Her smile was friendly and Anya relaxed. “I am, only arrived last night. I wondered if I could ask you some questions that I was unable to ask my healer back home.”

“Sure, dear. Have a seat.”

Settled across from the healer, she fidgeted, unsure of where to start. Best to just say it. “I haven’t had a heat in over eighteen months. I was wondering if that meant my child bearing years are finished.”

Daria looked surprised, then patted her hand, which rested clenched on her knee. “Without a proper examination I’ll only be guessing, but I’ve seen this before. You were mated to Nathan, yes?”
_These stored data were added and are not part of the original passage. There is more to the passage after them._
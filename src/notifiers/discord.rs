use async_trait::async_trait;
use reqwest::Client;
use serde_json::json;
use tracing::info;

use super::{post_json, Notification, NotifyChannel};
use crate::error::Result;

/// Discord webhook (`{"content": ...}`); Discord answers 204 on success.
pub struct DiscordChannel {
    client: Client,
    webhook_url: String,
}

impl DiscordChannel {
    pub fn new(client: Client, webhook_url: impl Into<String>) -> Self {
        Self {
            client,
            webhook_url: webhook_url.into(),
        }
    }
}

#[async_trait]
impl NotifyChannel for DiscordChannel {
    fn name(&self) -> &'static str {
        "discord"
    }

    async fn send(&self, notification: &Notification) -> Result<()> {
        let payload = json!({
            "content": format!("{}\n{}", notification.title, notification.detail_url)
        });

        post_json(&self.client, self.name(), &self.webhook_url, &payload).await?;
        info!("Successfully sent Discord notification for {}", notification.title);
        Ok(())
    }
}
Mated to him? The term sounded more and more wrong, especially with everything she was learning in Bear Valley. Manipulated or misused sounded more like it. “I don’t know,” she said honestly. “I thought I was.”

“And you weren’t the only female he had, correct?”

A nod was all Anya could muster.

Daria leaned forward, eyes serious. “Did he make you happy?”

This was the question she hadn’t planned on. Happy? She didn’t even know what that was anymore. But if she admitted the truth, out loud, she’d never be able to go back to the way she was. Her admission would change something fundamental about her, and she wouldn’t be able to go back to living under Nathan’s thumb. If she admitted how unhappy she’d really been, her fractured world would crumble to dust and ash around her.

“Anya?” Daria said, coercing the dreaded words from her throat.

“No. I wasn’t happy.” Even to herself, her voice sounded weak and strangled.

The healer didn’t look surprised, only sad and sympathetic. “You have to consider the possibility that you haven’t been in heat because your body isn’t in a good place to have a cub with that man. It’s a mental thing, Anya. Your body was telling you something, you just didn’t know how to interpret it. I can do an examination on you and have a better idea of what’s going on, but I’m fairly certain that is your answer. I’ve seen it three times before this, and every one was caused by stress and unhappiness, or some kind of emotional struggle. It’ll come back when you relax and get to a better place.”